K-12 Inc. officials diputed the methodologies behind the critical reports. But the CAVA teachers who have been organizing for a union said the findings did not surprise them.

“I think those reports actually helped us because they just reinforced what we were already seeing with our own students,” said Stacie Bailey, a CAVA teacher on the organizing committee.“We’ve been trying to push the school to focus more on instruction for a long time.”

Bailey actually spent several years working as a CAVA administrator, until she grew so frustrated with how things were run that she went back into teaching.

“Personally, I joined the union drive because I just see that teachers do not have a voice at our school,” said Bailey. “It’s too top-town. I tried to give teachers that voice while working as an administrator, but I was not successful.”

Working for an online charter school poses some unique challenges for teachers looking to organize. “We engage in the workplace from our own homes, we are isolated, we do not see each other,” said Jen Shilen, a high school history and economics teacher who worked at CAVA from the fall of 2012 up until this past summer. “The process of building rapport with colleagues can be challenging.”

CAVA teachers say they grew interested in the idea of forming a union when their workloads and responsibilities spiked dramatically beginning in the fall of 2013—particularly when they were asked to perform more clerical duties. More paperwork meant less time to work directly with students, teachers say. Organizing talks kicked off at the end of 2013, and CAVA teachers soon approached the California Teachers Association for assistance.

“Some of us used to work for union protected schools, so we knew who to talk to,” explained Shilen. CTA helped the 700 teachers fan out across the state to coordinate with one another; helped them with press outreach, and connected teachers with legislators.

The union vote took place in the spring of 2014. “It was rather surprising that it was as successful as it was,” remarked Bailey. “We had to call every teacher, and send them a petition and they had to print it, sign it, and mail it back to us. That’s a lot to ask of someone, and we ended up getting a super majority voting for the union.”

But CAVA administrators rejected the petition, insisting that the teachers did not constitute one legal entity. “CAVA’s argument was that CAVA does not exist,” said Shilen, wryly.

What came next was a protracted legal battle, including five days of hearings in a state administrative court in February and March, with lawyers filing their legal briefs in May. In June, 16 teachers filed 69 complaints against CAVA on a variety of grounds, including violations student privacy laws, misuse of federal funds, and inadequate services to students with disabilities. CAVA’s senior head of schools, Katrina Abston, dismissed the complaints.

Teachers have waited since mid-May for the decision from the state Public Employment Relations Board, which arrived on October 30. “We were hoping the decision would come in July, about six weeks after the lawyers turned in their briefs,” said Bailey. “It took five months.”

CTA President Eric Heins praised the PERB decision in a statement and urged CAVA administrators not to appeal this “historic ruling.” Now, Heins stated, “teachers can begin to address the problems that are hurting their students, such as insufficient time spent on instruction, high teacher turnover, and too much public money going out of state.”

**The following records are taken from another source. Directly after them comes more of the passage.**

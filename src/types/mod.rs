//! Core colour types.
//!
//! - `Colour` - RGBA colour values
//! - `Palette` - base/highlight/shadow/outline tones for one material
//! - `MaterialCatalog` - built-in material key to palette table

mod colour;
mod material;
mod palette;

pub use self::colour::Colour;
pub use self::material::{MaterialCatalog, MaterialClass, MaterialDef, FALLBACK_MATERIAL};
pub use self::palette::Palette;
//! Generation options and batch recipes.
//!
//! [`ItemOptions`] is the per-call configuration every generator takes.
//! [`Recipe`] files (`*.item.yaml`) describe batches for `armory build`.

use std::path::Path;

use serde::{Deserialize, Serialize};

use crate::assemble::ItemKind;
use crate::error::{ArmoryError, Result};

pub use crate::discovery::Manifest;

/// Output scale used when none is given.
pub const DEFAULT_SCALE: u32 = 4;

/// Suffix of recipe files.
pub const RECIPE_SUFFIX: &str = ".item.yaml";

/// Where an item's seed came from.
#[derive(Debug, Clone, Copy, PartialEq, Eq, Serialize, Deserialize)]
#[serde(rename_all = "lowercase")]
pub enum SeedSource {
    Explicit,
    Entropy,
}

/// The seed actually used for a generation call.
#[derive(Debug, Clone, Copy, PartialEq, Eq)]
pub struct ResolvedSeed {
    pub value: u64,
    pub source: SeedSource,
}

impl ResolvedSeed {
    pub fn explicit(value: u64) -> Self {
        Self {
            value,
            source: SeedSource::Explicit,
        }
    }

    pub fn entropy() -> Self {
        Self {
            value: rand::random::<u64>(),
            source: SeedSource::Entropy,
        }
    }
}

/// Options accepted by every item generator.
///
/// Material slots that an item type does not use are ignored.
#[derive(Debug, Clone, Default, PartialEq, Eq, Serialize, Deserialize)]
#[serde(rename_all = "camelCase", default)]
pub struct ItemOptions {
    pub sub_type: Option<String>,
    pub material: Option<String>,
    pub grip_material: Option<String>,
    pub string_material: Option<String>,
    pub haft_material: Option<String>,
    pub hilt_material: Option<String>,
    pub pommel_material: Option<String>,
    pub gem_material: Option<String>,
    /// Secondary metal or cloth: shield boss and rim, pauldrons, rivets, sashes.
    pub trim_material: Option<String>,
    pub seed: Option<u64>,
    pub scale: Option<u32>,
}

impl ItemOptions {
    pub fn new() -> Self {
        Self::default()
    }

    pub fn with_sub_type(mut self, sub_type: impl Into<String>) -> Self {
        self.sub_type = Some(sub_type.into());
        self
    }

    pub fn with_material(mut self, material: impl Into<String>) -> Self {
        self.material = Some(material.into());
        self
    }

    pub fn with_seed(mut self, seed: u64) -> Self {
        self.seed = Some(seed);
        self
    }

    pub fn with_scale(mut self, scale: u32) -> Self {
        self.scale = Some(scale);
        self
    }

    /// Output scale, defaulting to [`DEFAULT_SCALE`].
    pub fn effective_scale(&self) -> u32 {
        self.scale.unwrap_or(DEFAULT_SCALE)
    }

    /// The explicit seed, or a fresh one drawn from entropy.
    pub fn resolve_seed(&self) -> ResolvedSeed {
        match self.seed {
            Some(seed) => ResolvedSeed::explicit(seed),
            None => ResolvedSeed::entropy(),
        }
    }

    pub fn sub_type(&self) -> Option<&str> {
        self.sub_type.as_deref()
    }

    pub fn material(&self) -> Option<&str> {
        self.material.as_deref()
    }
}

fn default_count() -> u32 {
    1
}

/// A batch description loaded from a `*.item.yaml` file.
#[derive(Debug, Clone, PartialEq, Eq, Serialize, Deserialize)]
pub struct Recipe {
    /// Output file stem; defaults to the recipe's file name.
    #[serde(default)]
    pub name: Option<String>,
    pub item: ItemKind,
    #[serde(default = "default_count")]
    pub count: u32,
    #[serde(default)]
    pub options: ItemOptions,
}

impl Recipe {
    pub fn load(path: &Path) -> Result<Self> {
        let content = std::fs::read_to_string(path).map_err(|e| ArmoryError::Io {
            path: path.to_path_buf(),
            message: format!("Failed to read recipe: {}", e),
        })?;
        Self::parse(&content).map_err(|e| match e {
            ArmoryError::Parse { message, help } => ArmoryError::Parse {
                message: format!("{}: {}", path.display(), message),
                help,
            },
            other => other,
        })
    }

    pub fn parse(content: &str) -> Result<Self> {
        serde_yaml::from_str(content).map_err(|e| ArmoryError::Parse {
            message: format!("Invalid recipe: {}", e),
            help: Some("A recipe needs at least `item: <kind>`".to_string()),
        })
    }

    /// The output stem for this recipe loaded from `path`.
    pub fn stem(&self, path: &Path) -> String {
        if let Some(name) = &self.name {
            return name.clone();
        }
        path.file_name()
            .and_then(|f| f.to_str())
            .map(|f| f.strip_suffix(RECIPE_SUFFIX).unwrap_or(f).to_string())
            .unwrap_or_else(|| self.item.to_string())
    }

    /// Options for the `index`-th item of the batch.
    ///
    /// An explicit seed is offset by the index so every item differs but
    /// the batch replays.
    pub fn options_for(&self, index: u32) -> ItemOptions {
        let mut options = self.options.clone();
        if let Some(seed) = options.seed {
            options.seed = Some(seed.wrapping_add(index as u64));
        }
        options
    }

    /// Fill in the manifest's default scale when the recipe has none.
    pub fn with_default_scale(mut self, scale: Option<u32>) -> Self {
        if self.options.scale.is_none() {
            self.options.scale = scale;
        }
        self
    }
}
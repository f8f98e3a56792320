//! Benchmarks for the armory pipeline.

use criterion::{black_box, criterion_group, criterion_main, BenchmarkId, Criterion};

use px_armory::render::{encode_png, GridSpec, LogicalSurface};
use px_armory::shape::{Annulus, Membership, PolarFlanged, Point, ShapeSpec, TaperedBody, WidthProfile, CenterLine};
use px_armory::types::Colour;
use px_armory::{generate, ItemKind, ItemOptions};

// -- Membership benchmarks --

fn bench_membership(c: &mut Criterion) {
    let mut group = c.benchmark_group("membership");

    let blade = ShapeSpec::Tapered(
        TaperedBody::new(40, WidthProfile::Pointed { width: 6, tip_rows: 6 })
            .with_center(CenterLine::Curved { amount: 6.0 }),
    )
    .at(Point::new(12, 2));
    let ring = ShapeSpec::Annulus(Annulus::new(10, 6)).at(Point::new(12, 12));
    let head = ShapeSpec::Polar(PolarFlanged::new(4, 6, 5)).at(Point::new(16, 11));

    for (name, shape) in [("tapered", blade), ("annulus", ring), ("polar", head)] {
        group.bench_function(name, |b| {
            b.iter(|| {
                let bounds = shape.bounds();
                bounds.cells().filter(|&(x, y)| black_box(&shape).contains(x, y)).count()
            })
        });
    }
    group.finish();
}

// -- Generation benchmarks --

fn bench_generation(c: &mut Criterion) {
    let mut group = c.benchmark_group("generation");

    for kind in ItemKind::ALL {
        let options = ItemOptions::new().with_seed(42).with_scale(4);
        group.bench_with_input(BenchmarkId::from_parameter(kind), &options, |b, options| {
            b.iter(|| generate(kind, black_box(options)))
        });
    }

    let options = ItemOptions::new().with_seed(42).with_scale(16);
    group.bench_function("sword_scale_16", |b| {
        b.iter(|| generate(ItemKind::Sword, black_box(&options)))
    });
    group.finish();
}

// -- Encoding benchmarks --

fn bench_encoding(c: &mut Criterion) {
    let mut group = c.benchmark_group("encoding");

    let mut surface = LogicalSurface::new(GridSpec::new(32, 72, 4)).unwrap();
    for y in 0..72 {
        for x in 0..32 {
            if (x + y) % 3 != 0 {
                surface.blit(x, y, 1, 1, Colour::rgb((x * 8) as u8, (y * 3) as u8, 0x40));
            }
        }
    }

    group.bench_function("encode_png_sword_grid", |b| {
        b.iter(|| encode_png(black_box(&surface)).unwrap())
    });
    group.finish();
}

criterion_group!(benches, bench_membership, bench_generation, bench_encoding);
criterion_main!(benches);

The CTA’s support for CAVA teachers has raised some eyebrows, particularly since the union has staked out some anti-charter policy positions over the past decade. As I reported in The American Prospect in June, the relationship between charter teachers and unions is evolving and complicated.

CAVA administrators, who did not return The American Prospect’s request for comment, have moved to appeal PERB’s decision.

“The ruling states CTA may seek collective representation of all teachers at all CAVA charter schools, notwithstanding that CAVA is not itself an established public school employer,” Abston told the San Bernadido Sun this month.

But CAVA teachers are unfazed.

“Even if they’re going to appeal, we’re still a union; it doesn’t stop our forward momentum,” said Bailey confidently. “We’re not worried about it.”